Upon searching for some help, coping with the loss of my dog, I came across this site. After reading about how many wonderful companions have come and gone, I have to share the story of my wonderful dog, Redd.

I am 25 years old now. Redd was about fifteen years old when he passed. I've spent most of my life knowing that this long haired ball of love would be waiting for me when I came home, came up to me wanting pets, and despite being around 60 pounds or more, he believed he was a lap dog.

He originally came by my aunt's house as a skinny puppy, about 6-7 months old, with a tattered rope around his neck. He had run away from an abusive situation, and got some food and shelter at my aunt's home. She, however, had several dogs at the time, and didn't want to take another one in. So she brought him over to my house. We already had one dog, a sweet girl named Barbecue, so my dad wasn't sure about taking on another. However, this dog and Bar were instant best friends, so in a sense, he adopted us. In my family, our animals have always adopted us first. When you live out in the country, this can happen often.

Since he came from an abusive situation, my aunt and uncle were calling him Lucky. He was very lucky to find them, and very lucky to find us, and we were lucky to have him. I however, admired his unique red coat of fur, and I started calling him Redd. I added the extra D on there to make him unique. Eventually, the name stuck harder than Lucky. This was around late 1997.

Redd was one of the most playful and sweetest dogs ever - he wouldn't harm anyone. Hardly ever growled and/or barked. He would play rough, many a time I would have dirty clothes and scratched up arms from wrestling with my Wondermutt (one of the many nicknames he earned over the years). He would come up to you and lay his head on your lap wanting pets, but if you stopped, he would paw at you until you resumed. If he got too excited, you would suddenly find a dog in your lap.
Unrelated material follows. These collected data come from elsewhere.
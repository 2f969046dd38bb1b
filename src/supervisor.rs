use std::sync::Arc;

use parking_lot::Mutex;

use crate::client::ChatClient;
use crate::error::AppError;
use crate::execution::{ExecutionOptions, ExecutionTask};
use crate::generation::{GenerationRequest, GenerationTask};
use crate::log::LogAggregator;
use crate::results::ResultSender;
use crate::tasks::types::{TaskId, TaskState};

// At most one generation and one execution are current. A new generation
// replaces the current one; a new execution is refused while one is active.
pub struct TaskSupervisor {
    client: Arc<dyn ChatClient>,
    options: ExecutionOptions,
    log: LogAggregator,
    results: ResultSender,
    generation: Mutex<Option<GenerationTask>>,
    // Replaced generations, kept until they finish and get reaped.
    retired: Mutex<Vec<GenerationTask>>,
    execution: Mutex<Option<ExecutionTask>>,
}

impl TaskSupervisor {
    pub fn new(
        client: Arc<dyn ChatClient>,
        options: ExecutionOptions,
        log: &LogAggregator,
        results: ResultSender,
    ) -> Self {
        Self {
            client,
            options,
            log: log.handle(),
            results,
            generation: Mutex::new(None),
            retired: Mutex::new(Vec::new()),
            execution: Mutex::new(None),
        }
    }

    /// Start a generation, canceling the active one first.
    pub fn submit_generation(&self, request: GenerationRequest) -> Result<TaskId, AppError> {
        let mut slot = self.generation.lock();
        if let Some(previous) = slot.take() {
            if previous.cancel() {
                tracing::info!(task = %previous.id(), "replacing active generation");
                self.log.system("previous generation canceled, starting a new one");
            }
            self.retired.lock().push(previous);
        }

        let task = GenerationTask::start(
            request,
            Arc::clone(&self.client),
            &self.log,
            self.results.clone(),
        )?;
        let id = task.id();
        *slot = Some(task);
        Ok(id)
    }

    /// Run `code` unless another execution is still active.
    pub fn run_execution(&self, code: String) -> Result<TaskId, AppError> {
        let mut slot = self.execution.lock();
        if let Some(active) = slot.as_ref().filter(|task| task.is_active()) {
            let id = active.id();
            self.log
                .warn("code is already running; stop it before starting another run");
            tracing::debug!(task = %id, "execution rejected");
            return Err(AppError::ExecutionInProgress(id));
        }

        let task = ExecutionTask::start(code, self.options.clone(), &self.log)?;
        let id = task.id();
        *slot = Some(task);
        Ok(id)
    }

    pub fn stop_generation(&self) -> bool {
        let stopped = self
            .generation
            .lock()
            .as_ref()
            .is_some_and(|task| task.cancel());
        if stopped {
            self.log.system("stopping generation");
        }
        stopped
    }

    pub fn stop_execution(&self) -> bool {
        self.execution
            .lock()
            .as_ref()
            .is_some_and(|task| task.terminate())
    }

    /// Cancel whatever is active. Returns false (and logs nothing) when idle.
    pub fn stop_all(&self) -> bool {
        let generation = self.stop_generation();
        let execution = self.stop_execution();
        generation || execution
    }

    pub fn generation_state(&self) -> Option<TaskState> {
        self.generation.lock().as_ref().map(|task| task.state())
    }

    pub fn execution_state(&self) -> Option<TaskState> {
        self.execution.lock().as_ref().map(|task| task.state())
    }

    /// State of the current task with `id`, or of a replaced generation that
    /// has not been reaped yet.
    pub fn task_state(&self, id: TaskId) -> Option<TaskState> {
        if let Some(task) = self.generation.lock().as_ref().filter(|t| t.id() == id) {
            return Some(task.state());
        }
        if let Some(task) = self.execution.lock().as_ref().filter(|t| t.id() == id) {
            return Some(task.state());
        }
        self.retired
            .lock()
            .iter()
            .find(|task| task.id() == id)
            .map(|task| task.state())
    }

    pub fn is_busy(&self) -> bool {
        let generating = self
            .generation
            .lock()
            .as_ref()
            .is_some_and(|task| task.is_active());
        let executing = self
            .execution
            .lock()
            .as_ref()
            .is_some_and(|task| task.is_active());
        generating || executing
    }

    /// Drop references to tasks that reached a terminal state.
    pub fn reap_finished(&self) {
        let generation = take_finished(&self.generation, GenerationTask::is_active);
        if let Some(task) = generation {
            task.join();
        }
        let execution = take_finished(&self.execution, ExecutionTask::is_active);
        if let Some(task) = execution {
            task.join();
        }

        let finished: Vec<GenerationTask> = {
            let mut retired = self.retired.lock();
            let (finished, live): (Vec<_>, Vec<_>) = std::mem::take(&mut *retired)
                .into_iter()
                .partition(|task| !task.is_active());
            *retired = live;
            finished
        };
        for task in finished {
            task.join();
        }
    }
}

fn take_finished<T>(slot: &Mutex<Option<T>>, is_active: fn(&T) -> bool) -> Option<T> {
    let mut slot = slot.lock();
    if slot.as_ref().is_some_and(|task| !is_active(task)) {
        slot.take()
    } else {
        None
    }
}

impl Drop for TaskSupervisor {
    fn drop(&mut self) {
        self.stop_all();
        // The runner kills and reaps the child within one read tick. Generation
        // workers are left detached: a remote call has no upper bound.
        if let Some(task) = self.execution.get_mut().take() {
            task.join();
        }
    }
}
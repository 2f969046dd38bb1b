use serde::Serialize;

use crate::tasks::types::TaskId;

#[derive(Debug, thiserror::Error)]
pub enum AppError {
    #[error("network error: {0}")]
    Network(String),

    #[error("malformed response: {0}")]
    MalformedResponse(String),

    #[error("failed to start {interpreter}: {source}")]
    ProcessSpawn {
        interpreter: String,
        #[source]
        source: std::io::Error,
    },

    #[error("temporary file error: {0}")]
    TempFile(#[source] std::io::Error),

    #[error("execution {0} is still running")]
    ExecutionInProgress(TaskId),

    #[error("config error: {0}")]
    Config(String),

    #[error(transparent)]
    Io(#[from] std::io::Error),
}

impl From<reqwest::Error> for AppError {
    fn from(err: reqwest::Error) -> Self {
        AppError::Network(err.to_string())
    }
}

// Errors cross into the UI layer as plain messages.
impl Serialize for AppError {
    fn serialize<S: serde::Serializer>(&self, serializer: S) -> Result<S::Ok, S::Error> {
        serializer.serialize_str(&self.to_string())
    }
}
He would work hard to kill bumblebees that were flying in my garden - he would bite them once, and then paw at them until they stopped moving, and then eat them. It was quite humorous, and a lot of work for a little snack.

I had him for several years, I grew up having this dog by my side. In 2003, they both had a bad case of heartworms, and Redd pushed through the treatment, but Bar did not live through it. My mother passed away in 2004 to cancer, which appears to be something of a curse in my family. I graduated high school in 2005 and moved on to college. Redd stayed behind and lived with my dad. I visited just about every weekend, as I was only an hour away from home, and he was always happy to see me. My dad fell ill in 2007, and, unfortunately passed away. After then, I took Redd and brought him with me to my home.
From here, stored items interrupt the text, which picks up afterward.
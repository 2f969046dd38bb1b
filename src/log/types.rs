use std::fmt;

use serde::Serialize;

#[derive(Debug, Clone, Copy, PartialEq, Eq, Hash, Serialize)]
#[serde(rename_all = "snake_case")]
pub enum LogSource {
    Stdout,
    Stderr,
    System,
}

#[derive(Debug, Clone, PartialEq, Eq, Serialize)]
pub struct LogLine {
    pub text: String,
    pub source: LogSource,
    pub sequence: u64,
}

impl fmt::Display for LogLine {
    fn fmt(&self, f: &mut fmt::Formatter<'_>) -> fmt::Result {
        match self.source {
            LogSource::Stderr => write!(f, "[stderr] {}", self.text),
            LogSource::Stdout | LogSource::System => write!(f, "{}", self.text),
        }
    }
}
//! Shared fakes for the supervisor tests.

use std::path::PathBuf;
use std::process::{Command, Stdio};
use std::sync::mpsc::{self, Receiver, Sender};
use std::thread;
use std::time::{Duration, Instant};

use parking_lot::Mutex;

use dumbydraw_lib::client::ChatClient;
use dumbydraw_lib::error::AppError;
use dumbydraw_lib::execution::ExecutionOptions;
use dumbydraw_lib::generation::GenerationRequest;
use dumbydraw_lib::log::{LogAggregator, LogLine};
use dumbydraw_lib::state::AppState;

/// Client that answers every call with the same text, immediately.
pub struct CannedClient {
    response: Result<String, String>,
}

impl CannedClient {
    pub fn ok(text: &str) -> Self {
        Self {
            response: Ok(text.to_string()),
        }
    }

    pub fn failing(message: &str) -> Self {
        Self {
            response: Err(message.to_string()),
        }
    }
}

impl ChatClient for CannedClient {
    fn generate(
        &self,
        _request: &GenerationRequest,
        _log: &LogAggregator,
    ) -> Result<String, AppError> {
        self.response.clone().map_err(AppError::Network)
    }
}

/// Client whose calls block until the test releases them, one response per call.
pub struct GatedClient {
    entered: Mutex<Sender<String>>,
    release: Mutex<Receiver<String>>,
}

#[allow(dead_code)]
pub struct Gate {
    pub entered: Receiver<String>,
    pub release: Sender<String>,
}

impl GatedClient {
    #[allow(dead_code)]
    pub fn new() -> (Self, Gate) {
        let (entered_tx, entered_rx) = mpsc::channel();
        let (release_tx, release_rx) = mpsc::channel();
        let client = Self {
            entered: Mutex::new(entered_tx),
            release: Mutex::new(release_rx),
        };
        (
            client,
            Gate {
                entered: entered_rx,
                release: release_tx,
            },
        )
    }
}

impl ChatClient for GatedClient {
    fn generate(
        &self,
        request: &GenerationRequest,
        _log: &LogAggregator,
    ) -> Result<String, AppError> {
        let _ = self.entered.lock().send(request.query.clone());
        self.release
            .lock()
            .recv()
            .map_err(|_| AppError::Network("gate closed".into()))
    }
}

pub fn sh() -> ExecutionOptions {
    ExecutionOptions {
        interpreter: PathBuf::from("sh"),
        script_suffix: ".sh".into(),
        timeout: None,
    }
}

pub fn request(query: &str) -> GenerationRequest {
    GenerationRequest {
        query: query.into(),
        system_prompt: "reply with a shell script".into(),
        model: "test-model".into(),
    }
}

/// Tick like the UI timer does until nothing is running and nothing is left.
#[allow(dead_code)]
pub fn drive_until_idle(state: &AppState) -> Vec<LogLine> {
    let deadline = Instant::now() + Duration::from_secs(15);
    let mut lines = Vec::new();
    loop {
        assert!(Instant::now() < deadline, "core did not go idle: {lines:?}");
        let busy = state.supervisor.is_busy();
        let tick = state.tick();
        let empty = tick.is_empty();
        lines.extend(tick.lines);
        if !busy && empty && !state.supervisor.is_busy() {
            return lines;
        }
        thread::sleep(Duration::from_millis(20));
    }
}

/// Drain into `seen` until a line containing `needle` shows up.
#[allow(dead_code)]
pub fn wait_for_line(log: &LogAggregator, seen: &mut Vec<LogLine>, needle: &str) {
    let deadline = Instant::now() + Duration::from_secs(10);
    while !seen.iter().any(|l| l.text.contains(needle)) {
        assert!(Instant::now() < deadline, "no line containing {needle:?} in {seen:?}");
        seen.extend(log.drain());
        thread::sleep(Duration::from_millis(10));
    }
}

#[allow(dead_code)]
pub fn wait_until(what: &str, mut condition: impl FnMut() -> bool) {
    let deadline = Instant::now() + Duration::from_secs(10);
    while !condition() {
        assert!(Instant::now() < deadline, "timed out waiting for {what}");
        thread::sleep(Duration::from_millis(10));
    }
}

/// Whether a process with `pid` still exists, via `kill -0`.
#[allow(dead_code)]
pub fn process_alive(pid: u32) -> bool {
    Command::new("kill")
        .args(["-0", &pid.to_string()])
        .stderr(Stdio::null())
        .status()
        .is_ok_and(|status| status.success())
}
He stayed and lived with us since, we even adopted a sweet black lab mix, Bella, and they became best friends. Once again, Redd had a smaller playmate, and they wrestled, groomed each other. It seemed odd to see the senior Redd wrestle with the much younger and smaller Bella, but it was a site to behold.

Redd lived out his senior years as a spoiled city dog. I originally thought he would have trouble adjusting from free-range country life to a mostly indoor life, but he loved every minute of it. He had his boy back, and so did I.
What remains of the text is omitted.